Saved entries:
....

//! Poll loop that turns player state changes into MPRIS notifications.

/// Field-level state comparison and notification mapping
pub mod diff;

use std::{sync::Arc, time::Duration};

use tokio::time::{Instant, MissedTickBehavior, interval_at};
use tracing::{debug, info, instrument};

pub use diff::{StateChange, diff_states, field_notification, notifications_for};

use crate::{
    Result,
    services::{
        mpris::{EventSink, Notification},
        radiotray::{PlayerApi, PlayerState},
    },
    supervisor::{PlayerProcess, ShutdownHandle, ShutdownReason},
};

/// Default period between two polls.
pub const DEFAULT_POLL_INTERVAL: Duration = Duration::from_millis(1000);

/// Lifecycle of the poll loop
#[derive(Debug, Clone, Copy, PartialEq, Eq, Default)]
pub enum NotifierPhase {
    /// No state has been observed yet
    #[default]
    Uninitialized,
    /// A baseline exists and changes are being dispatched
    Running,
    /// The player is gone; no further ticks run
    Terminating,
}

/// What a single tick did
#[derive(Debug, Clone, PartialEq)]
pub enum TickOutcome {
    /// First observation stored, nothing dispatched
    Baseline,
    /// State compared against the previous snapshot
    Polled {
        /// Fields that differ from the previous snapshot
        changes: Vec<StateChange>,
        /// Notifications sent for those changes, in order
        dispatched: Vec<Notification>,
    },
    /// The player process is no longer running; shutdown was requested
    PlayerExited,
}

/// Periodically polls the player, diffs the state against the previous poll
/// and forwards the relevant changes to an [`EventSink`].
///
/// The snapshot is owned here and only touched inside [`tick`](Self::tick),
/// so ticks never observe each other's partial work.
pub struct ChangeNotifier<S: EventSink> {
    api: Arc<dyn PlayerApi>,
    sink: S,
    process: Arc<PlayerProcess>,
    shutdown: ShutdownHandle,
    snapshot: Option<PlayerState>,
    phase: NotifierPhase,
    poll_interval: Duration,
}

impl<S: EventSink> ChangeNotifier<S> {
    /// Create a notifier in the `Uninitialized` phase.
    pub fn new(
        api: Arc<dyn PlayerApi>,
        sink: S,
        process: Arc<PlayerProcess>,
        shutdown: ShutdownHandle,
    ) -> Self {
        Self {
            api,
            sink,
            process,
            shutdown,
            snapshot: None,
            phase: NotifierPhase::Uninitialized,
            poll_interval: DEFAULT_POLL_INTERVAL,
        }
    }

    /// Override the poll period.
    pub fn with_poll_interval(mut self, poll_interval: Duration) -> Self {
        self.poll_interval = poll_interval;
        self
    }

    /// Current phase.
    pub fn phase(&self) -> NotifierPhase {
        self.phase
    }

    /// Most recently observed player state.
    pub fn snapshot(&self) -> Option<&PlayerState> {
        self.snapshot.as_ref()
    }

    /// The sink notifications are sent to.
    pub fn sink(&self) -> &S {
        &self.sink
    }

    /// Run one poll-diff-dispatch cycle.
    ///
    /// # Errors
    /// Returns error if the player state cannot be fetched or a notification
    /// cannot be delivered. Both end the poll loop.
    pub async fn tick(&mut self) -> Result<TickOutcome> {
        if self.phase == NotifierPhase::Terminating {
            return Ok(TickOutcome::PlayerExited);
        }

        if !self.process.is_running().await {
            info!("Radiotray-NG process terminated -> exit");
            self.shutdown.request(ShutdownReason::PlayerExited);
            self.phase = NotifierPhase::Terminating;
            return Ok(TickOutcome::PlayerExited);
        }

        let state = self.api.player_state().await?;

        let Some(previous) = self.snapshot.replace(state) else {
            debug!("Stored baseline player state");
            self.phase = NotifierPhase::Running;
            return Ok(TickOutcome::Baseline);
        };

        let changes = match &self.snapshot {
            Some(current) => diff_states(&previous, current),
            None => Vec::new(),
        };
        for change in &changes {
            info!(
                field = %change.field,
                old = ?change.old_value,
                new = %change.new_value,
                "Player state changed"
            );
            if field_notification(&change.field, &change.new_value).is_none() {
                debug!("No notification for field {}", change.field);
            }
        }

        let dispatched = notifications_for(&changes);
        for notification in &dispatched {
            self.sink.notify(*notification).await?;
        }

        Ok(TickOutcome::Polled {
            changes,
            dispatched,
        })
    }

    /// Tick every poll interval until the player exits.
    ///
    /// The first tick runs one interval after the call. A slow tick delays
    /// the next one instead of letting ticks pile up.
    ///
    /// # Errors
    /// Returns the first error a tick produces.
    #[instrument(skip_all)]
    pub async fn run(&mut self) -> Result<()> {
        let mut interval = interval_at(Instant::now() + self.poll_interval, self.poll_interval);
        interval.set_missed_tick_behavior(MissedTickBehavior::Delay);

        loop {
            interval.tick().await;
            if matches!(self.tick().await?, TickOutcome::PlayerExited) {
                debug!("Poll loop stopped");
                return Ok(());
            }
        }
    }
}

....

What is needed is every line from the beginning of the data up to and including the line with "the previous poll", given again word for word.

◆ EXERCISE RESPONSE:
//! Poll loop that turns player state changes into MPRIS notifications.

/// Field-level state comparison and notification mapping
pub mod diff;

use std::{sync::Arc, time::Duration};

use tokio::time::{Instant, MissedTickBehavior, interval_at};
use tracing::{debug, info, instrument};

pub use diff::{StateChange, diff_states, field_notification, notifications_for};

use crate::{
    Result,
    services::{
        mpris::{EventSink, Notification},
        radiotray::{PlayerApi, PlayerState},
    },
    supervisor::{PlayerProcess, ShutdownHandle, ShutdownReason},
};

/// Default period between two polls.
pub const DEFAULT_POLL_INTERVAL: Duration = Duration::from_millis(1000);

/// Lifecycle of the poll loop
#[derive(Debug, Clone, Copy, PartialEq, Eq, Default)]
pub enum NotifierPhase {
    /// No state has been observed yet
    #[default]
    Uninitialized,
    /// A baseline exists and changes are being dispatched
    Running,
    /// The player is gone; no further ticks run
    Terminating,
}

/// What a single tick did
#[derive(Debug, Clone, PartialEq)]
pub enum TickOutcome {
    /// First observation stored, nothing dispatched
    Baseline,
    /// State compared against the previous snapshot
    Polled {
        /// Fields that differ from the previous snapshot
        changes: Vec<StateChange>,
        /// Notifications sent for those changes, in order
        dispatched: Vec<Notification>,
    },
    /// The player process is no longer running; shutdown was requested
    PlayerExited,
}

/// Periodically polls the player, diffs the state against the previous poll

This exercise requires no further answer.